-- STUDY MATERIAL follows --

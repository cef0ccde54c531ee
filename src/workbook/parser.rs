// ==========================================
// 批量抄表工作台 - 工作簿解析器
// ==========================================
// 支持: Excel (.xlsx/.xls) / CSV (.csv)
// 输出: 按位置的原始行（表头行由上层按内容定位，
//       因为模板顶部有说明块，表头不一定在第一行）
// ==========================================

use crate::workbook::error::{WorkbookError, WorkbookResult};
use calamine::{open_workbook, Reader, Xlsx};
use csv::ReaderBuilder;
use std::fs::File;
use std::path::Path;

// ==========================================
// CSV Parser 实现
// ==========================================
pub struct CsvParser;

impl CsvParser {
    pub fn parse_to_rows(&self, file_path: &Path) -> WorkbookResult<Vec<Vec<String>>> {
        if !file_path.exists() {
            return Err(WorkbookError::FileNotFound(
                file_path.display().to_string(),
            ));
        }

        let file = File::open(file_path)
            .map_err(|e| WorkbookError::CsvParseError(e.to_string()))?;
        let mut reader = ReaderBuilder::new()
            .has_headers(false) // 表头由上层按内容定位
            .flexible(true) // 允许行长度不一致
            .from_reader(file);

        let mut rows = Vec::new();
        for result in reader.records() {
            let record = result.map_err(|e| WorkbookError::CsvParseError(e.to_string()))?;
            let row: Vec<String> = record.iter().map(|v| v.trim().to_string()).collect();

            // 跳过完全空白的行
            if row.iter().all(|v| v.is_empty()) {
                continue;
            }
            rows.push(row);
        }

        Ok(rows)
    }
}

// ==========================================
// Excel Parser 实现
// ==========================================
pub struct ExcelParser;

impl ExcelParser {
    pub fn parse_to_rows(&self, file_path: &Path) -> WorkbookResult<Vec<Vec<String>>> {
        if !file_path.exists() {
            return Err(WorkbookError::FileNotFound(
                file_path.display().to_string(),
            ));
        }

        let mut workbook: Xlsx<_> = open_workbook(file_path)
            .map_err(|e: calamine::XlsxError| WorkbookError::ExcelParseError(e.to_string()))?;

        // 读取第一个 sheet
        let sheet_names = workbook.sheet_names();
        let sheet_name = sheet_names
            .first()
            .cloned()
            .ok_or_else(|| WorkbookError::ExcelParseError("Excel 文件无工作表".to_string()))?;

        let range = workbook
            .worksheet_range(&sheet_name)
            .map_err(|e| WorkbookError::ExcelParseError(e.to_string()))?;

        let mut rows = Vec::new();
        for data_row in range.rows() {
            let row: Vec<String> = data_row
                .iter()
                .map(|cell| cell.to_string().trim().to_string())
                .collect();

            // 跳过完全空白的行
            if row.iter().all(|v| v.is_empty()) {
                continue;
            }
            rows.push(row);
        }

        Ok(rows)
    }
}

// ==========================================
// 通用工作簿解析器（根据扩展名自动选择）
// ==========================================
pub struct UniversalWorkbookParser;

impl UniversalWorkbookParser {
    pub fn parse<P: AsRef<Path>>(&self, file_path: P) -> WorkbookResult<Vec<Vec<String>>> {
        let path = file_path.as_ref();
        let ext = path
            .extension()
            .and_then(|e| e.to_str())
            .unwrap_or("")
            .to_lowercase();

        match ext.as_str() {
            "csv" => CsvParser.parse_to_rows(path),
            "xlsx" | "xls" => ExcelParser.parse_to_rows(path),
            _ => Err(WorkbookError::UnsupportedFormat(ext)),
        }
    }
}
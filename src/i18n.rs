// ==========================================
// 国际化 (i18n) 模块
// ==========================================
// 使用 rust-i18n 库
// 支持中文（默认）和英文
// ==========================================
// 注意: rust_i18n::i18n! 宏已在 lib.rs 中初始化
// ==========================================

/// 获取当前语言
pub fn current_locale() -> String {
    rust_i18n::locale().to_string()
}

/// 设置语言
///
/// # 参数
/// - locale: 语言代码（"zh-CN" 或 "en"）
pub fn set_locale(locale: &str) {
    rust_i18n::set_locale(locale);
}

/// 翻译消息（无参数）
///
/// # 示例
/// ```no_run
/// use leasing_meter_intake::i18n::t;
/// let msg = t("common.success");
/// ```
pub fn t(key: &str) -> String {
    rust_i18n::t!(key).to_string()
}

/// 翻译消息（带参数）
///
/// # 示例
/// ```no_run
/// use leasing_meter_intake::i18n::t_with_args;
/// let msg = t_with_args("intake.submit.failed", &[("detail", "timeout")]);
/// ```
pub fn t_with_args(key: &str, args: &[(&str, &str)]) -> String {
    let mut result = rust_i18n::t!(key).to_string();
    for (k, v) in args {
        let placeholder = format!("%{{{}}}", k);
        result = result.replace(&placeholder, v);
    }
    result
}

#[cfg(test)]
mod tests {
    use super::*;
    use std::sync::Mutex;

    // rust-i18n 的 locale 为全局状态，且 Rust 测试默认并行执行；
    // 为避免测试互相干扰，这里对 i18n 相关测试串行化。
    static LOCALE_TEST_LOCK: Mutex<()> = Mutex::new(());

    #[test]
    fn test_default_locale() {
        let _guard = LOCALE_TEST_LOCK.lock().unwrap();
        set_locale("zh-CN");
        assert_eq!(current_locale(), "zh-CN");
    }

    #[test]
    fn test_t_with_args_replaces_placeholder() {
        let _guard = LOCALE_TEST_LOCK.lock().unwrap();
        set_locale("zh-CN");
        let msg = t_with_args("intake.submit.success", &[("count", "3")]);
        assert!(msg.contains('3'));
        assert!(!msg.contains("%{count}"));
    }

    #[test]
    fn test_switch_locale() {
        let _guard = LOCALE_TEST_LOCK.lock().unwrap();
        set_locale("en");
        let msg = t("intake.no_building_selected");
        assert!(msg.to_lowercase().contains("building"));
        set_locale("zh-CN");
    }
}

-- STUDY MATERIAL concluded --

* [WHAT IS REQUIRED] Your task is to count the lines of the records that contain "filename". Answer with only that number.

* [SOLUTION TO THIS EXERCISE] 2